▶ [How to complete this task]: Below are records; copy every line among them that contains the word "within".

=-=-=-=-=

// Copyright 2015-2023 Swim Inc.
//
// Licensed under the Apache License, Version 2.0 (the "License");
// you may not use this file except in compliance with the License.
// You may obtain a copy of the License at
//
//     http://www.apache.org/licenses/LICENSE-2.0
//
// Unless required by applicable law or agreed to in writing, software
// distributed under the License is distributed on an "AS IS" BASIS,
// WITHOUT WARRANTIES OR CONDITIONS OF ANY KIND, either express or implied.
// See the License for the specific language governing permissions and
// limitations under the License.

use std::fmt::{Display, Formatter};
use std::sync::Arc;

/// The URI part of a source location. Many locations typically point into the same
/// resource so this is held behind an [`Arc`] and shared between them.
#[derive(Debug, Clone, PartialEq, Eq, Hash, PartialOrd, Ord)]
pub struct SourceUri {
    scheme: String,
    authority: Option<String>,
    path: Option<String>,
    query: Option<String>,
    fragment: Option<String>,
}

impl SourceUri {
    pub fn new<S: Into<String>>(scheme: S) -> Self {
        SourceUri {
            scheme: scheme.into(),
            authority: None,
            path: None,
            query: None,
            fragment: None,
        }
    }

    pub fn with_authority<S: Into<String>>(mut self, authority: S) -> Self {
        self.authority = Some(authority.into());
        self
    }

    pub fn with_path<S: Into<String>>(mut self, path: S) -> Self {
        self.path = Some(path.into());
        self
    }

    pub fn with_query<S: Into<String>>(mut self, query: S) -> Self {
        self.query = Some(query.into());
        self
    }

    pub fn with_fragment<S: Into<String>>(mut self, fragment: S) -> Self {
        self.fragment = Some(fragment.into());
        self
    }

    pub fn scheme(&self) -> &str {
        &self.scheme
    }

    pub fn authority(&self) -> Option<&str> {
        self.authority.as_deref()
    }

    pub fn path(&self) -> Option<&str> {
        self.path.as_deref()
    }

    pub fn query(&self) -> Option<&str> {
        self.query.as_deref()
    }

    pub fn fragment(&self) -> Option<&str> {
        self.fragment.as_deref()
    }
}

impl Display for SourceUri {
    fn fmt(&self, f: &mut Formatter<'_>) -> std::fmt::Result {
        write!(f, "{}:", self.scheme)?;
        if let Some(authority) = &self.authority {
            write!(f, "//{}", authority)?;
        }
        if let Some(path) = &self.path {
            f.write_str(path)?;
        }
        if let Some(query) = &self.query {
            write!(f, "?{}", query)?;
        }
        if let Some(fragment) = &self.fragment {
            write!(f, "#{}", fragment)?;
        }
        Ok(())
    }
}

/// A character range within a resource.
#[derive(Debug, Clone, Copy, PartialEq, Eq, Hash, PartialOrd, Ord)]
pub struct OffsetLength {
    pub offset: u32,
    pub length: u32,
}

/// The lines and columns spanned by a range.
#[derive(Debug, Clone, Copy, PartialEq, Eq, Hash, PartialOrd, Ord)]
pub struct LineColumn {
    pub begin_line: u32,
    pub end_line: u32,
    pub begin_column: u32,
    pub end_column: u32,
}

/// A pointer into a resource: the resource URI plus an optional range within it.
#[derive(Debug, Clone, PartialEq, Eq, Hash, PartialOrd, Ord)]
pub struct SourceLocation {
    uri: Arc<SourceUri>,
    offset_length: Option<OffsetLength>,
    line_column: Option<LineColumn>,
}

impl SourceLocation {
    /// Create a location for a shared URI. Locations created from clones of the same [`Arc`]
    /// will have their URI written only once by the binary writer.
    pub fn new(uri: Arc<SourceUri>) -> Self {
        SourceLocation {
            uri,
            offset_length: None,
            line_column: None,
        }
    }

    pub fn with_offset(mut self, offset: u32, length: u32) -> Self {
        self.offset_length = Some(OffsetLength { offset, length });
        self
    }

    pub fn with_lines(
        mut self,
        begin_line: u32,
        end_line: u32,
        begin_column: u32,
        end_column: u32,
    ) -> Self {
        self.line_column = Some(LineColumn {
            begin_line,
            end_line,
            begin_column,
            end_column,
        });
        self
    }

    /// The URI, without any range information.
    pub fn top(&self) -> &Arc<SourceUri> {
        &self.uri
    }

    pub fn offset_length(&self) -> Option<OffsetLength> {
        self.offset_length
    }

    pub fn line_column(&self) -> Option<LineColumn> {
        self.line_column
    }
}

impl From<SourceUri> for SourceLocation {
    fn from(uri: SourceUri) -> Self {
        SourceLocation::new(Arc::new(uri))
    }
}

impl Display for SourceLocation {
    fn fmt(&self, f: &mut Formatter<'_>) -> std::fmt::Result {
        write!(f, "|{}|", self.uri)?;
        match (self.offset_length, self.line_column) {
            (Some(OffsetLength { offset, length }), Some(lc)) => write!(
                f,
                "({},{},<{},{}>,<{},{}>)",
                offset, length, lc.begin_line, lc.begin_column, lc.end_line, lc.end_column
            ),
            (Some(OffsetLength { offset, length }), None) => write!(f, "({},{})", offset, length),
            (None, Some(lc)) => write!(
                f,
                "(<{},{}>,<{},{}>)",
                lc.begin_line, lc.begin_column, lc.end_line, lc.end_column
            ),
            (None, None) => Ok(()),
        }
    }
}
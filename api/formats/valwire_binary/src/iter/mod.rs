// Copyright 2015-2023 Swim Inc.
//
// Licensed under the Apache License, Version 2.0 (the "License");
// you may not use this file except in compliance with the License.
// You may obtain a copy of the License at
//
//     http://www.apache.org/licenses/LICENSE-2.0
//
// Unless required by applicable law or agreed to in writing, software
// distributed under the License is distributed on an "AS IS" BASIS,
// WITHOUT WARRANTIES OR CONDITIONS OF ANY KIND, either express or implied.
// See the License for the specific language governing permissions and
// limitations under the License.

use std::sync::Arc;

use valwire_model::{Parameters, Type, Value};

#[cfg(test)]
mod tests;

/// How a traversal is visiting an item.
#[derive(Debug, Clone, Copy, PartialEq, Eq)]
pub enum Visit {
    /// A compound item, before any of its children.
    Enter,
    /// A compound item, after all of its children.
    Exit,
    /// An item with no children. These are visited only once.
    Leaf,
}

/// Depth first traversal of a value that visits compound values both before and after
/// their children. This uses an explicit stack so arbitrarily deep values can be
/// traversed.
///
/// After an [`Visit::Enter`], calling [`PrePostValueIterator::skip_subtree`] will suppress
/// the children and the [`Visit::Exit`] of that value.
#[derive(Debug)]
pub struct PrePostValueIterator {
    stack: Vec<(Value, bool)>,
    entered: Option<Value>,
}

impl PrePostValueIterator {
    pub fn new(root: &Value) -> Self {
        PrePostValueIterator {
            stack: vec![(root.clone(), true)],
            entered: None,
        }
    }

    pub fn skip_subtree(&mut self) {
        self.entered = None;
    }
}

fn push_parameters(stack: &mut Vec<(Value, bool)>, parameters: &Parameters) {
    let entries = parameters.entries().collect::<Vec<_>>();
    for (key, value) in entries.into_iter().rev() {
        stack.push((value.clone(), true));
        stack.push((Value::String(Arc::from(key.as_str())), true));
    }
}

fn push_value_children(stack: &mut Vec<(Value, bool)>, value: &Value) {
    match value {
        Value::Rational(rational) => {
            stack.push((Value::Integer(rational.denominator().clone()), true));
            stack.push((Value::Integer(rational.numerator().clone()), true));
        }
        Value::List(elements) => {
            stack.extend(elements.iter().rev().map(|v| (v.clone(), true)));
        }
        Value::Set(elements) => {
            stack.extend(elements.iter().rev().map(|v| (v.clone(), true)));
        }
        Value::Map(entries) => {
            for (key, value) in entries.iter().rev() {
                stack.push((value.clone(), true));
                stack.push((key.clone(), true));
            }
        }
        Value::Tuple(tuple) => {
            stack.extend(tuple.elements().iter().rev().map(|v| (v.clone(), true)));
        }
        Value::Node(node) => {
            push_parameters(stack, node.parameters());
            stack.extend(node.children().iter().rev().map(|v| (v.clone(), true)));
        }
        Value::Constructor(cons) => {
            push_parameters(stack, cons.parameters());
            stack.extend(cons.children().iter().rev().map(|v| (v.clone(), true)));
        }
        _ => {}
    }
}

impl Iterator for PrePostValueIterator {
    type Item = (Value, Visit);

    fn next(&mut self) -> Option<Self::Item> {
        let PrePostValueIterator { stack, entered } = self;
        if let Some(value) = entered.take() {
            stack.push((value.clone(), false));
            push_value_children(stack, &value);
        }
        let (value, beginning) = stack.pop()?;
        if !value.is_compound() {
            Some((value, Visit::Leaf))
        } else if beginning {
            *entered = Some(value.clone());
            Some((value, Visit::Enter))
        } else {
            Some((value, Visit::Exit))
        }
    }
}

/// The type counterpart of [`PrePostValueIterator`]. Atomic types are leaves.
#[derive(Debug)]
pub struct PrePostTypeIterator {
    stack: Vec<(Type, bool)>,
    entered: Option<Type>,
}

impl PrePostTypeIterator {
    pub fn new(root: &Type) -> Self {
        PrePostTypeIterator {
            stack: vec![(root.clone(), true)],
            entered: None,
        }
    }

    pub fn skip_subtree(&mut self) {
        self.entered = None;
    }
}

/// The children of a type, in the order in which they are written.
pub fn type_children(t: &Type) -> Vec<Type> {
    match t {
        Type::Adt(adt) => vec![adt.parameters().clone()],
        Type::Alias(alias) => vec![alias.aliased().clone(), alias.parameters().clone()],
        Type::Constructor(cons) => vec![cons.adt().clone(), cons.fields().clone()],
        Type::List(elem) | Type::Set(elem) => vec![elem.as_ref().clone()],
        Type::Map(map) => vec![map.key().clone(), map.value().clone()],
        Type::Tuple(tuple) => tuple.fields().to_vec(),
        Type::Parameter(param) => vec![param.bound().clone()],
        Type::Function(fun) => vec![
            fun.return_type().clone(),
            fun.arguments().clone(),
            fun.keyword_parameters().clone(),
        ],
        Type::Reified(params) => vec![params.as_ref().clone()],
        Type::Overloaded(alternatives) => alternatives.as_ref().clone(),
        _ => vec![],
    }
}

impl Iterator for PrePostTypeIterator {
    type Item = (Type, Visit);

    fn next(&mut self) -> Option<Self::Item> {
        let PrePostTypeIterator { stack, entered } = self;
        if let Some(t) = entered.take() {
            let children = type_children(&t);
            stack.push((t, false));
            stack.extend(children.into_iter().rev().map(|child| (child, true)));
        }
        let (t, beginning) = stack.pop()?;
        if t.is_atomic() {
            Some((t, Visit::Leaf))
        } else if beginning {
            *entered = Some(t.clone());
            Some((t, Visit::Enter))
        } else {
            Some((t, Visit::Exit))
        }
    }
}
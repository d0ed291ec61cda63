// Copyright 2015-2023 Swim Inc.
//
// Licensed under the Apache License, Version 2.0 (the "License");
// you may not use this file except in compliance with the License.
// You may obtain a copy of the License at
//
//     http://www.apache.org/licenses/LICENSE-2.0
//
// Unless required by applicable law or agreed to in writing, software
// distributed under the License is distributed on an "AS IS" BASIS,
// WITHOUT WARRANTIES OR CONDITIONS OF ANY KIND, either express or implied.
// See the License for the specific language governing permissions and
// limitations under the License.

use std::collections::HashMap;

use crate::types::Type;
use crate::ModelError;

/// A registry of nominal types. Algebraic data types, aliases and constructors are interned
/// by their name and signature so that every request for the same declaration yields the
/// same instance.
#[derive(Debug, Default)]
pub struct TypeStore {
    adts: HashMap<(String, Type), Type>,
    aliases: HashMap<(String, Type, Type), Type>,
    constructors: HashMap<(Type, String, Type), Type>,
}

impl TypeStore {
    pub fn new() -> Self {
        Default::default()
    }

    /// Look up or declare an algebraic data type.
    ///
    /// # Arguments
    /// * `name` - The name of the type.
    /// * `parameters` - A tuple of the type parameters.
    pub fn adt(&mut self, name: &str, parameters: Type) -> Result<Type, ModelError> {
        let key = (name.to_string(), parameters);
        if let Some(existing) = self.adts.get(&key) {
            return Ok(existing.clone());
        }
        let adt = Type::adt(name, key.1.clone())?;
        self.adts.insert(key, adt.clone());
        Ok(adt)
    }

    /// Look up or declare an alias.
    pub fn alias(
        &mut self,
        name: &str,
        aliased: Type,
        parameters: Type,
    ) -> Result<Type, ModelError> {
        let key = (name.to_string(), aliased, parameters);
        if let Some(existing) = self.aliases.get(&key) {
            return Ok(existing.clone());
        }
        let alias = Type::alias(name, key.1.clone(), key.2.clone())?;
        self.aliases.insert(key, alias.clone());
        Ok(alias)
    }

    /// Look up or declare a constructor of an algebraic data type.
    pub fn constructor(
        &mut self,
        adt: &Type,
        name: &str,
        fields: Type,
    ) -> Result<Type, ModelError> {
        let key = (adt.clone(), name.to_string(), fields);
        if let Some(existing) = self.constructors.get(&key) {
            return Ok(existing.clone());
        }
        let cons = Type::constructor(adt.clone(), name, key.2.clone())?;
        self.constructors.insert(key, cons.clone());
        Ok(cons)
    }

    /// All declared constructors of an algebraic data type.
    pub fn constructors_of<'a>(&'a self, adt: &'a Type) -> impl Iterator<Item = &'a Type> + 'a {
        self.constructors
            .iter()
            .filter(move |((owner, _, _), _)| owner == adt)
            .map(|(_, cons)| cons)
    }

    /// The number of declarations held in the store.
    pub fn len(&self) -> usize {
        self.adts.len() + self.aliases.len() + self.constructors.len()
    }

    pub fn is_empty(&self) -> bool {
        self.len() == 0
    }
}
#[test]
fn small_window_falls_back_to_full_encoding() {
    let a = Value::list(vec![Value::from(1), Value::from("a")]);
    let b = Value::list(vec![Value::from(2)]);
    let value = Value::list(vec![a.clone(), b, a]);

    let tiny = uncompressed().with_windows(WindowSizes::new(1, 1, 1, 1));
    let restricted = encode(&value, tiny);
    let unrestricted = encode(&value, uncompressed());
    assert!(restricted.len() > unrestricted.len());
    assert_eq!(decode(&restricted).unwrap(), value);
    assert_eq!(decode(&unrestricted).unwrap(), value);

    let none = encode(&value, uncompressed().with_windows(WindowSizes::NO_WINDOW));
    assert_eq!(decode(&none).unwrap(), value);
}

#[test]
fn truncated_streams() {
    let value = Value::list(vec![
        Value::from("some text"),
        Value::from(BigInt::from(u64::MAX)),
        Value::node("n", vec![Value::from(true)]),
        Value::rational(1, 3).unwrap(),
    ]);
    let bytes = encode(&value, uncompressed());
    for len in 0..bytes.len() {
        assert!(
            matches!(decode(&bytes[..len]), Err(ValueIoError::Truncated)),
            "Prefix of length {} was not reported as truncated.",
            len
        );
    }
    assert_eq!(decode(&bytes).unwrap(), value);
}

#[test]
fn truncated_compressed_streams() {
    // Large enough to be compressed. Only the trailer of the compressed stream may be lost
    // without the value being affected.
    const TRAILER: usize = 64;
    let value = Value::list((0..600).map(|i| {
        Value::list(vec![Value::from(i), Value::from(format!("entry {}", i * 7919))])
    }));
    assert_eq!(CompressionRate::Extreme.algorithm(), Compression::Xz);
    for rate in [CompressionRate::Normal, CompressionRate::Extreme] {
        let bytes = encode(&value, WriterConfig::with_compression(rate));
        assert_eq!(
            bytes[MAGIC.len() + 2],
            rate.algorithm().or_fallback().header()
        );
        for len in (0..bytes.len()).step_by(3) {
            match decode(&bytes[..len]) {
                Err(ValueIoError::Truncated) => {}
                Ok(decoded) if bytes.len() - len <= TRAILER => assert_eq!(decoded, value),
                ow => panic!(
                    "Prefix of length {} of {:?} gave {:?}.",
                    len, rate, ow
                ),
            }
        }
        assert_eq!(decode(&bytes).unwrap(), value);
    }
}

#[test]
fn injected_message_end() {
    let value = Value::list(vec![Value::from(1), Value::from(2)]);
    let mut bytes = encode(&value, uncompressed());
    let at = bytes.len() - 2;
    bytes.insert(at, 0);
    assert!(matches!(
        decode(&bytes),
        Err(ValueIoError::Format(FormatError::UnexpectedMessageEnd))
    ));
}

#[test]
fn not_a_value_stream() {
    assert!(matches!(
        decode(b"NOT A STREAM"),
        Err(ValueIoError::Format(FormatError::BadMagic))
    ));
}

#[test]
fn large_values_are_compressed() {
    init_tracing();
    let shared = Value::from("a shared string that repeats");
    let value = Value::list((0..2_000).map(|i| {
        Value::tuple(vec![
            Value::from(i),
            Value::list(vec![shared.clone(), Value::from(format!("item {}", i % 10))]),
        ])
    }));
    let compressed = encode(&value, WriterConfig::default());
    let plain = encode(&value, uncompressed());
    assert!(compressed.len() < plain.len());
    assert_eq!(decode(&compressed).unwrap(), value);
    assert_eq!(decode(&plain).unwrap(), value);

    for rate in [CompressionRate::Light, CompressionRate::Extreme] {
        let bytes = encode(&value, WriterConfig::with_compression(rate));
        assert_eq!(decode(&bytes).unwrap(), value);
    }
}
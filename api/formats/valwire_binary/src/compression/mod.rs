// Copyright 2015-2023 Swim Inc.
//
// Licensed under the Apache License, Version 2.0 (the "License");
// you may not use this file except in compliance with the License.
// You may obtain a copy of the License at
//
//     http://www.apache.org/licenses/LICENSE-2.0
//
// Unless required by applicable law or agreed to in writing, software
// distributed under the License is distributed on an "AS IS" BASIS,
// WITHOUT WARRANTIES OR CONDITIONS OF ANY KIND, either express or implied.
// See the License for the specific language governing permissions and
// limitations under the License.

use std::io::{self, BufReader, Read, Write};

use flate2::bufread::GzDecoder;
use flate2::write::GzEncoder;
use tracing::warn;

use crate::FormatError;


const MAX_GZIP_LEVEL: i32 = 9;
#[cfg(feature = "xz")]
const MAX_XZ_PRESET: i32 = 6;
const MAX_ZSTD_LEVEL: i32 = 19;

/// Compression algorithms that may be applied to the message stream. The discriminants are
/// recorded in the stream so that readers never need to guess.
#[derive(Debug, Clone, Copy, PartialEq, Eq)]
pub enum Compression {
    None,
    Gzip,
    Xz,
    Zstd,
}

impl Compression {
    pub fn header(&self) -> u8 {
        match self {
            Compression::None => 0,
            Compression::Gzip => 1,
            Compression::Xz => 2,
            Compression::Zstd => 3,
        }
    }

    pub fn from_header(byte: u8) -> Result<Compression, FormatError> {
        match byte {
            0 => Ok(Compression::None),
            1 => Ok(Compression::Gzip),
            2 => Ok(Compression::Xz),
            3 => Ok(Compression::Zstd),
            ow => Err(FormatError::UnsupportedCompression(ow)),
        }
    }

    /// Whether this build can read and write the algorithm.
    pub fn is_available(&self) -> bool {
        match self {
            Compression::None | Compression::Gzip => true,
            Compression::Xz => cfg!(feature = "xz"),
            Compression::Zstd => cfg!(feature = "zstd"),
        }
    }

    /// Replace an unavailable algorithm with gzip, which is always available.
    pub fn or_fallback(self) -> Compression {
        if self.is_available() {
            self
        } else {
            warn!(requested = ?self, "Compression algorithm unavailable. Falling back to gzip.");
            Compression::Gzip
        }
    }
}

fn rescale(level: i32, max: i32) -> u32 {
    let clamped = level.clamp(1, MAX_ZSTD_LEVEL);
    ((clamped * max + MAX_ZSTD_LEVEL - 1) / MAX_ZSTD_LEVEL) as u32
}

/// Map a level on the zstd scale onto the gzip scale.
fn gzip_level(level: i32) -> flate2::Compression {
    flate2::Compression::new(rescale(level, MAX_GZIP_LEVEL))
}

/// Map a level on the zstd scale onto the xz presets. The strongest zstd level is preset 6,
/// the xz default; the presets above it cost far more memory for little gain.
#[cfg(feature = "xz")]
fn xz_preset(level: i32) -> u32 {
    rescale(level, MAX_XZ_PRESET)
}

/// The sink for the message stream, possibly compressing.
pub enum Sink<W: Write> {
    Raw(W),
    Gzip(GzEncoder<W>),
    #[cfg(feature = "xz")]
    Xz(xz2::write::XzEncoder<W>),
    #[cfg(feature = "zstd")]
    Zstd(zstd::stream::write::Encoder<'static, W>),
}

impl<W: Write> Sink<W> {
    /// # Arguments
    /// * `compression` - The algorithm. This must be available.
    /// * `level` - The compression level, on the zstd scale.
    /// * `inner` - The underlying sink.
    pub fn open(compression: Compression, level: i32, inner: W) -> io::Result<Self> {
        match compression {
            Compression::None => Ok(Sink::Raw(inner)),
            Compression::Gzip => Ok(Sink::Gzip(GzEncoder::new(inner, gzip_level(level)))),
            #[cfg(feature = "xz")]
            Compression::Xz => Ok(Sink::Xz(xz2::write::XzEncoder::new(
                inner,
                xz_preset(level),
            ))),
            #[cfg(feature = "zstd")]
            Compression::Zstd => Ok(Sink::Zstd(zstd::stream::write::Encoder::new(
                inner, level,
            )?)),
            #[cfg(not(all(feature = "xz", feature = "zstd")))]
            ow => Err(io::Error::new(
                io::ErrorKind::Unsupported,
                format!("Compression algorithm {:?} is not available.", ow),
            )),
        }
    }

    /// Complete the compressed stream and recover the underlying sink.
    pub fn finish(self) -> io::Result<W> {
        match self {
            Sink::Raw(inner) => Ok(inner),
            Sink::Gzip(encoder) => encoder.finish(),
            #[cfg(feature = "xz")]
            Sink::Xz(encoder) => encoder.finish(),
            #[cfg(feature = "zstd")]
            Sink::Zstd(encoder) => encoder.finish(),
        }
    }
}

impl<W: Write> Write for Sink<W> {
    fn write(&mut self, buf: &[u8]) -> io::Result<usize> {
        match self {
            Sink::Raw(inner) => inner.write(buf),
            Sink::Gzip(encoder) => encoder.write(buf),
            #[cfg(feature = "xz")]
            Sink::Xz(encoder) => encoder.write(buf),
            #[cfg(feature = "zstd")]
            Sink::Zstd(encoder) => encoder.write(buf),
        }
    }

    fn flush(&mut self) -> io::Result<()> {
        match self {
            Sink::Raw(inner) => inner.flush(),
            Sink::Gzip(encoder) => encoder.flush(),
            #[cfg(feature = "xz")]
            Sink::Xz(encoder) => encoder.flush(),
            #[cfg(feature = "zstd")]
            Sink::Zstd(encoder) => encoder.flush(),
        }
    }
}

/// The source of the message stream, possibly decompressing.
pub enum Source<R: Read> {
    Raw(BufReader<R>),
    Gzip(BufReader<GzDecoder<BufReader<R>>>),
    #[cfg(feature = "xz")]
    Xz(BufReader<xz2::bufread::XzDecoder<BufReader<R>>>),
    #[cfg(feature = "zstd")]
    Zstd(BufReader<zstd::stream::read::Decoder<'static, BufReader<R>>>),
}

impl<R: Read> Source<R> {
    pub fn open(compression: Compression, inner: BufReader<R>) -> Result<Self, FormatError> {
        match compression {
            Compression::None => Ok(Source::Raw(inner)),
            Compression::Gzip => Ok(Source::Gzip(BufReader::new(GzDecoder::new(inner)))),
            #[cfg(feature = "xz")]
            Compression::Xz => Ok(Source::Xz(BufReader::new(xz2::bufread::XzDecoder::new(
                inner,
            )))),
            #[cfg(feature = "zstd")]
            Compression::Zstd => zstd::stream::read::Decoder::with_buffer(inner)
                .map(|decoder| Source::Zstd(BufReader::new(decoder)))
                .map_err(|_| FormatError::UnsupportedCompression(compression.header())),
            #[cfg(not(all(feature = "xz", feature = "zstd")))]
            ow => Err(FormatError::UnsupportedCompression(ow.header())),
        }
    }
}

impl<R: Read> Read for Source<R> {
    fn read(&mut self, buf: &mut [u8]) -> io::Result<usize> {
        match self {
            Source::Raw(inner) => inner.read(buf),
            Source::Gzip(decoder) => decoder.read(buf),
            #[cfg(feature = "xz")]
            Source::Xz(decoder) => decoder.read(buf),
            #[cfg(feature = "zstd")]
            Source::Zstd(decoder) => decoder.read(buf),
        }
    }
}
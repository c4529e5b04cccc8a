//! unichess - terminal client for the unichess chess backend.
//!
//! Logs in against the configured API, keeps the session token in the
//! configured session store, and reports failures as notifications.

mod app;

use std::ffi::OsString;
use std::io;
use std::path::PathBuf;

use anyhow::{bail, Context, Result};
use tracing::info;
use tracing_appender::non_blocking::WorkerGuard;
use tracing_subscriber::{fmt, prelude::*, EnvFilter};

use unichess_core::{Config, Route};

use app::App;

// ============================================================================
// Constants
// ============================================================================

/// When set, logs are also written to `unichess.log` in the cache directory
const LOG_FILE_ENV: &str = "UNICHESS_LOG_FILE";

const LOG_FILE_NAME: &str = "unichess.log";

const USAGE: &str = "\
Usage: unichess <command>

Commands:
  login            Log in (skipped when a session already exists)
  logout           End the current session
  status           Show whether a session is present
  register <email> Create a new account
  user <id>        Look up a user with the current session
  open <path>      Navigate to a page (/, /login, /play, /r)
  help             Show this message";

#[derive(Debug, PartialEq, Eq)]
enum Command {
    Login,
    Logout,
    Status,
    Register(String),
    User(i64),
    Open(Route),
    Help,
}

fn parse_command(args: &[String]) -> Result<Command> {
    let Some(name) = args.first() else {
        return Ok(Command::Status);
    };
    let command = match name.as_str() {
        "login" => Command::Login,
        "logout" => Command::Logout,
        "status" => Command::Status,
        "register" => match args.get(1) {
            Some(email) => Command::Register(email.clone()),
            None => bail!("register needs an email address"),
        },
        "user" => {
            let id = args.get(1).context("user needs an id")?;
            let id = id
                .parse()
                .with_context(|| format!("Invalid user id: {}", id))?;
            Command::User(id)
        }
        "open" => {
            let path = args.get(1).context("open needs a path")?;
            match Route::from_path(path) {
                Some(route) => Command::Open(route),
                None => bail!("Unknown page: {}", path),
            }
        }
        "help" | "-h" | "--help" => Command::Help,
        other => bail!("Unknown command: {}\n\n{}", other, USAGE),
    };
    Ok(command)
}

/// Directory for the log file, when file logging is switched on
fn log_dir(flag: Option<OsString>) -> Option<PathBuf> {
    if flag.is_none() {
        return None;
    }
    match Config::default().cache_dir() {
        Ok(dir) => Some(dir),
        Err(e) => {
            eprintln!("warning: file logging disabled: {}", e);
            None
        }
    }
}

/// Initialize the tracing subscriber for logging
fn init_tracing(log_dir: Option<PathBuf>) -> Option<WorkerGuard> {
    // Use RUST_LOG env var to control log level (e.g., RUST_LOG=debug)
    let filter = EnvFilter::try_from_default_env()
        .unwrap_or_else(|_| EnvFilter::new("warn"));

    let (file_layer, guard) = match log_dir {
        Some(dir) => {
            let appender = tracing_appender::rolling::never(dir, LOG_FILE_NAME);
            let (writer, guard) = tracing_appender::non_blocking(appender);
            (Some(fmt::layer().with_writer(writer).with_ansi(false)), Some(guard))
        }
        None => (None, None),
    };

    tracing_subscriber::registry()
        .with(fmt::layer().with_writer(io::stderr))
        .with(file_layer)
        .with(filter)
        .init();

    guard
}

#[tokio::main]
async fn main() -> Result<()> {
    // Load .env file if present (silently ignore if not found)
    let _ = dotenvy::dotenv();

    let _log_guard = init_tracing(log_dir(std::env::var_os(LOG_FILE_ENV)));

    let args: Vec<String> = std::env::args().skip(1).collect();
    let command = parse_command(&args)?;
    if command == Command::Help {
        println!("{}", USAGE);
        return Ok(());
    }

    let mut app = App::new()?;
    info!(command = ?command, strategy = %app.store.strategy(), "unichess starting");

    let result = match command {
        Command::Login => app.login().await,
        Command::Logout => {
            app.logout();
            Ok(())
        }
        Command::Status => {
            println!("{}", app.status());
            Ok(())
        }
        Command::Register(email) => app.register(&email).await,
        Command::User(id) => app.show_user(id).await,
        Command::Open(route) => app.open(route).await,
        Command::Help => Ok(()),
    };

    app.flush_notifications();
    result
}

=-=-=-=-=

▶ [Solution]:
/// A character range within a resource.
/// A pointer into a resource: the resource URI plus an optional range within it.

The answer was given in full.